--- Problem ---
Your job is to transcribe the material exactly. Keep every line.

--- Data to examine ---
━━━

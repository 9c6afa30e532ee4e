//! Workflow commands exposed as MCP prompts.

use crate::error::McpError;
use serde::Serialize;
use std::collections::HashMap;
use technocrat_core::commands::CommandDocument;
use technocrat_core::prompt::build_prompt_message;
use technocrat_core::template::validate_template;
use technocrat_core::workspace::WorkspaceContext;

pub const USER_INPUT_ARG: &str = "user_input";
const USER_INPUT_DESCRIPTION: &str = "Optional user input to guide the workflow";

#[derive(Debug, Clone, Serialize)]
pub struct PromptArgument {
    pub name: &'static str,
    pub description: &'static str,
    pub required: bool,
}

#[derive(Debug, Clone, Serialize)]
pub struct PromptInfo {
    pub name: String,
    pub description: String,
    pub arguments: Vec<PromptArgument>,
}

#[derive(Debug, Clone, Serialize)]
pub struct PromptMessage {
    pub role: &'static str,
    pub content: String,
}

#[derive(Debug, Clone, Serialize)]
pub struct PromptResult {
    pub description: String,
    pub messages: Vec<PromptMessage>,
}

/// A registered workflow prompt. The body has already parsed once.
#[derive(Debug, Clone)]
pub struct CommandPrompt {
    command: CommandDocument,
}

impl CommandPrompt {
    pub fn info(&self) -> PromptInfo {
        PromptInfo {
            name: self.command.name.clone(),
            description: self.command.description.clone(),
            arguments: vec![PromptArgument {
                name: USER_INPUT_ARG,
                description: USER_INPUT_DESCRIPTION,
                required: false,
            }],
        }
    }

    pub fn get(&self, user_input: &str, ctx: &WorkspaceContext) -> Result<PromptResult, McpError> {
        let content =
            build_prompt_message(&self.command.name, &self.command.body, user_input, ctx)?;
        Ok(PromptResult {
            description: self.command.description.clone(),
            messages: vec![PromptMessage {
                role: "user",
                content,
            }],
        })
    }
}

/// Register every command whose body parses. A command that fails to parse
/// is logged and left out; the others are still served.
pub fn register_command_prompts(
    commands: impl IntoIterator<Item = CommandDocument>,
) -> HashMap<String, CommandPrompt> {
    let mut prompts = HashMap::new();
    for command in commands {
        if let Err(e) = validate_template(&command.name, &command.body) {
            tracing::warn!(command = %command.name, error = %e, "skipping command prompt");
            continue;
        }
        tracing::debug!(command = %command.name, "registered prompt");
        prompts.insert(command.name.clone(), CommandPrompt { command });
    }
    prompts
}

/// The `user_input` argument from a `prompts/get` arguments object.
pub fn user_input_arg(arguments: Option<&serde_json::Value>) -> Result<String, McpError> {
    match arguments.and_then(|a| a.get(USER_INPUT_ARG)) {
        None | Some(serde_json::Value::Null) => Ok(String::new()),
        Some(serde_json::Value::String(s)) => Ok(s.clone()),
        Some(_) => Err(McpError::invalid_params(format!(
            "argument '{USER_INPUT_ARG}' must be a string"
        ))),
    }
}
//! AI coding agents: where their command files and context files live and
//! how both are written.

use crate::commands::CommandDocument;
use crate::error::{Result, TechnocratError};
use crate::feature::Feature;
use crate::template::{FuncMap, Template, TemplateData};
use crate::workspace::WorkspaceContext;
use crate::{assets, io, paths};
use serde::Serialize;
use serde_json::Value;
use std::path::{Path, PathBuf};

pub const CONTEXT_START_MARKER: &str = "<!-- technocrat:start -->";
pub const CONTEXT_END_MARKER: &str = "<!-- technocrat:end -->";

const COMMAND_FILE_PREFIX: &str = "technocrat.";

// ---------------------------------------------------------------------------
// Agent
// ---------------------------------------------------------------------------

#[derive(Debug, Clone, Copy, PartialEq, Eq, Hash, Serialize)]
#[serde(rename_all = "lowercase")]
pub enum Agent {
    Claude,
    Gemini,
    Copilot,
    Cursor,
    Opencode,
    Codex,
}

#[derive(Debug, Clone, Copy, PartialEq, Eq)]
pub enum CommandFormat {
    Markdown,
    Toml,
}

impl Agent {
    pub const ALL: [Agent; 6] = [
        Agent::Claude,
        Agent::Gemini,
        Agent::Copilot,
        Agent::Cursor,
        Agent::Opencode,
        Agent::Codex,
    ];

    pub fn name(self) -> &'static str {
        match self {
            Agent::Claude => "claude",
            Agent::Gemini => "gemini",
            Agent::Copilot => "copilot",
            Agent::Cursor => "cursor",
            Agent::Opencode => "opencode",
            Agent::Codex => "codex",
        }
    }

    pub fn from_name(name: &str) -> Result<Self> {
        Self::ALL
            .into_iter()
            .find(|a| a.name().eq_ignore_ascii_case(name.trim()))
            .ok_or_else(|| {
                let known: Vec<&str> = Self::ALL.iter().map(|a| a.name()).collect();
                TechnocratError::UnknownAgent(name.to_string(), known.join(", "))
            })
    }

    /// Context file relative to the workspace root.
    pub fn context_file(self) -> &'static str {
        match self {
            Agent::Claude => "CLAUDE.md",
            Agent::Gemini => "GEMINI.md",
            Agent::Copilot => ".github/copilot-instructions.md",
            Agent::Cursor | Agent::Opencode | Agent::Codex => "AGENTS.md",
        }
    }

    /// Directory holding command files, relative to the workspace root.
    pub fn commands_dir(self) -> &'static str {
        match self {
            Agent::Claude => ".claude/commands",
            Agent::Gemini => ".gemini/commands",
            Agent::Copilot => ".github/prompts",
            Agent::Cursor => ".cursor/commands",
            Agent::Opencode => ".opencode/command",
            Agent::Codex => ".codex/prompts",
        }
    }

    pub fn command_format(self) -> CommandFormat {
        match self {
            Agent::Gemini => CommandFormat::Toml,
            _ => CommandFormat::Markdown,
        }
    }

    /// Placeholder the agent substitutes with the user's arguments.
    pub fn args_placeholder(self) -> &'static str {
        match self {
            Agent::Gemini => "{{args}}",
            _ => "$ARGUMENTS",
        }
    }

    /// CLI binary `technocrat check` looks for. Copilot lives inside the IDE.
    pub fn cli_binary(self) -> Option<&'static str> {
        match self {
            Agent::Claude => Some("claude"),
            Agent::Gemini => Some("gemini"),
            Agent::Copilot => None,
            Agent::Cursor => Some("cursor-agent"),
            Agent::Opencode => Some("opencode"),
            Agent::Codex => Some("codex"),
        }
    }

    pub fn command_file_name(self, command: &str) -> String {
        match self {
            Agent::Gemini => format!("{COMMAND_FILE_PREFIX}{command}.toml"),
            Agent::Copilot => format!("{COMMAND_FILE_PREFIX}{command}.prompt.md"),
            _ => format!("{COMMAND_FILE_PREFIX}{command}.md"),
        }
    }

    /// Content of the agent-native command file for `command`. The file
    /// delegates to `technocrat prompt` so the workflow is rendered against
    /// the live workspace when the agent runs it.
    pub fn render_command_file(self, command: &CommandDocument) -> String {
        let instructions = format!(
            "Run the following from the repository root and follow the instructions it prints:\n\n\
             ```sh\ntechnocrat prompt {} --input \"{}\"\n```\n",
            command.name,
            self.args_placeholder()
        );
        match self.command_format() {
            CommandFormat::Markdown => format!(
                "---\ndescription: \"{}\"\n---\n\n{instructions}",
                escape_double_quotes(&command.description)
            ),
            CommandFormat::Toml => format!(
                "description = \"{}\"\n\nprompt = \"\"\"\n{instructions}\"\"\"\n",
                escape_double_quotes(&command.description)
            ),
        }
    }
}
pub mod check;
pub mod context;
pub mod feature;
pub mod init;
pub mod mcp;
pub mod prompt;
pub mod serve;

use anyhow::Context as _;
use technocrat_core::agents::Agent;

/// Parse `--agent` values, failing on the first unknown name.
pub fn parse_agents(names: &[String]) -> anyhow::Result<Vec<Agent>> {
    names
        .iter()
        .map(|n| Agent::from_name(n).with_context(|| format!("invalid --agent '{n}'")))
        .collect()
}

━━━

--- Task output ---
repository 9c6afa30e532ee4e
//! Workflow commands exposed as MCP prompts.

use crate::error::McpError;
use serde::Serialize;
use std::collections::HashMap;
use technocrat_core::commands::CommandDocument;
use technocrat_core::prompt::build_prompt_message;
use technocrat_core::template::validate_template;
use technocrat_core::workspace::WorkspaceContext;

pub const USER_INPUT_ARG: &str = "user_input";
const USER_INPUT_DESCRIPTION: &str = "Optional user input to guide the workflow";

#[derive(Debug, Clone, Serialize)]
pub struct PromptArgument {
    pub name: &'static str,
    pub description: &'static str,
    pub required: bool,
}

#[derive(Debug, Clone, Serialize)]
pub struct PromptInfo {
    pub name: String,
    pub description: String,
    pub arguments: Vec<PromptArgument>,
}

#[derive(Debug, Clone, Serialize)]
pub struct PromptMessage {
    pub role: &'static str,
    pub content: String,
}

#[derive(Debug, Clone, Serialize)]
pub struct PromptResult {
    pub description: String,
    pub messages: Vec<PromptMessage>,
}

/// A registered workflow prompt. The body has already parsed once.
#[derive(Debug, Clone)]
pub struct CommandPrompt {
    command: CommandDocument,
}

impl CommandPrompt {
    pub fn info(&self) -> PromptInfo {
        PromptInfo {
            name: self.command.name.clone(),
            description: self.command.description.clone(),
            arguments: vec![PromptArgument {
                name: USER_INPUT_ARG,
                description: USER_INPUT_DESCRIPTION,
                required: false,
            }],
        }
    }

    pub fn get(&self, user_input: &str, ctx: &WorkspaceContext) -> Result<PromptResult, McpError> {
        let content =
            build_prompt_message(&self.command.name, &self.command.body, user_input, ctx)?;
        Ok(PromptResult {
            description: self.command.description.clone(),
            messages: vec![PromptMessage {
                role: "user",
                content,
            }],
        })
    }
}

/// Register every command whose body parses. A command that fails to parse
/// is logged and left out; the others are still served.
pub fn register_command_prompts(
    commands: impl IntoIterator<Item = CommandDocument>,
) -> HashMap<String, CommandPrompt> {
    let mut prompts = HashMap::new();
    for command in commands {
        if let Err(e) = validate_template(&command.name, &command.body) {
            tracing::warn!(command = %command.name, error = %e, "skipping command prompt");
            continue;
        }
        tracing::debug!(command = %command.name, "registered prompt");
        prompts.insert(command.name.clone(), CommandPrompt { command });
    }
    prompts
}

/// The `user_input` argument from a `prompts/get` arguments object.
pub fn user_input_arg(arguments: Option<&serde_json::Value>) -> Result<String, McpError> {
    match arguments.and_then(|a| a.get(USER_INPUT_ARG)) {
        None | Some(serde_json::Value::Null) => Ok(String::new()),
        Some(serde_json::Value::String(s)) => Ok(s.clone()),
        Some(_) => Err(McpError::invalid_params(format!(
            "argument '{USER_INPUT_ARG}' must be a string"
        ))),
    }
}
//! AI coding agents: where their command files and context files live and
//! how both are written.

use crate::commands::CommandDocument;
use crate::error::{Result, TechnocratError};
use crate::feature::Feature;
use crate::template::{FuncMap, Template, TemplateData};
use crate::workspace::WorkspaceContext;
use crate::{assets, io, paths};
use serde::Serialize;
use serde_json::Value;
use std::path::{Path, PathBuf};

pub const CONTEXT_START_MARKER: &str = "<!-- technocrat:start -->";
pub const CONTEXT_END_MARKER: &str = "<!-- technocrat:end -->";

const COMMAND_FILE_PREFIX: &str = "technocrat.";

// ---------------------------------------------------------------------------
// Agent
// ---------------------------------------------------------------------------

#[derive(Debug, Clone, Copy, PartialEq, Eq, Hash, Serialize)]
#[serde(rename_all = "lowercase")]
pub enum Agent {
    Claude,
    Gemini,
    Copilot,
    Cursor,
    Opencode,
    Codex,
}

#[derive(Debug, Clone, Copy, PartialEq, Eq)]
pub enum CommandFormat {
    Markdown,
    Toml,
}

impl Agent {
    pub const ALL: [Agent; 6] = [
        Agent::Claude,
        Agent::Gemini,
        Agent::Copilot,
        Agent::Cursor,
        Agent::Opencode,
        Agent::Codex,
    ];

    pub fn name(self) -> &'static str {
        match self {
            Agent::Claude => "claude",
            Agent::Gemini => "gemini",
            Agent::Copilot => "copilot",
            Agent::Cursor => "cursor",
            Agent::Opencode => "opencode",
            Agent::Codex => "codex",
        }
    }

    pub fn from_name(name: &str) -> Result<Self> {
        Self::ALL
            .into_iter()
            .find(|a| a.name().eq_ignore_ascii_case(name.trim()))
            .ok_or_else(|| {
                let known: Vec<&str> = Self::ALL.iter().map(|a| a.name()).collect();
                TechnocratError::UnknownAgent(name.to_string(), known.join(", "))
            })
    }

    /// Context file relative to the workspace root.
    pub fn context_file(self) -> &'static str {
        match self {
            Agent::Claude => "CLAUDE.md",
            Agent::Gemini => "GEMINI.md",
            Agent::Copilot => ".github/copilot-instructions.md",
            Agent::Cursor | Agent::Opencode | Agent::Codex => "AGENTS.md",
        }
    }

    /// Directory holding command files, relative to the workspace root.
    pub fn commands_dir(self) -> &'static str {
        match self {
            Agent::Claude => ".claude/commands",
            Agent::Gemini => ".gemini/commands",
            Agent::Copilot => ".github/prompts",
            Agent::Cursor => ".cursor/commands",
            Agent::Opencode => ".opencode/command",
            Agent::Codex => ".codex/prompts",
        }
    }

    pub fn command_format(self) -> CommandFormat {
        match self {
            Agent::Gemini => CommandFormat::Toml,
            _ => CommandFormat::Markdown,
        }
    }

    /// Placeholder the agent substitutes with the user's arguments.
    pub fn args_placeholder(self) -> &'static str {
        match self {
            Agent::Gemini => "{{args}}",
            _ => "$ARGUMENTS",
        }
    }

    /// CLI binary `technocrat check` looks for. Copilot lives inside the IDE.
    pub fn cli_binary(self) -> Option<&'static str> {
        match self {
            Agent::Claude => Some("claude"),
            Agent::Gemini => Some("gemini"),
            Agent::Copilot => None,
            Agent::Cursor => Some("cursor-agent"),
            Agent::Opencode => Some("opencode"),
            Agent::Codex => Some("codex"),
        }
    }

    pub fn command_file_name(self, command: &str) -> String {
        match self {
            Agent::Gemini => format!("{COMMAND_FILE_PREFIX}{command}.toml"),
            Agent::Copilot => format!("{COMMAND_FILE_PREFIX}{command}.prompt.md"),
            _ => format!("{COMMAND_FILE_PREFIX}{command}.md"),
        }
    }

    /// Content of the agent-native command file for `command`. The file
    /// delegates to `technocrat prompt` so the workflow is rendered against
    /// the live workspace when the agent runs it.
    pub fn render_command_file(self, command: &CommandDocument) -> String {
        let instructions = format!(
            "Run the following from the repository root and follow the instructions it prints:\n\n\
             ```sh\ntechnocrat prompt {} --input \"{}\"\n```\n",
            command.name,
            self.args_placeholder()
        );
        match self.command_format() {
            CommandFormat::Markdown => format!(
                "---\ndescription: \"{}\"\n---\n\n{instructions}",
                escape_double_quotes(&command.description)
            ),
            CommandFormat::Toml => format!(
                "description = \"{}\"\n\nprompt = \"\"\"\n{instructions}\"\"\"\n",
                escape_double_quotes(&command.description)
            ),
        }
    }
}
pub mod check;
pub mod context;
pub mod feature;
pub mod init;
pub mod mcp;
pub mod prompt;
pub mod serve;

use anyhow::Context as _;
use technocrat_core::agents::Agent;

/// Parse `--agent` values, failing on the first unknown name.
pub fn parse_agents(names: &[String]) -> anyhow::Result<Vec<Agent>> {
    names
        .iter()
        .map(|n| Agent::from_name(n).with_context(|| format!("invalid --agent '{n}'")))
        .collect()
}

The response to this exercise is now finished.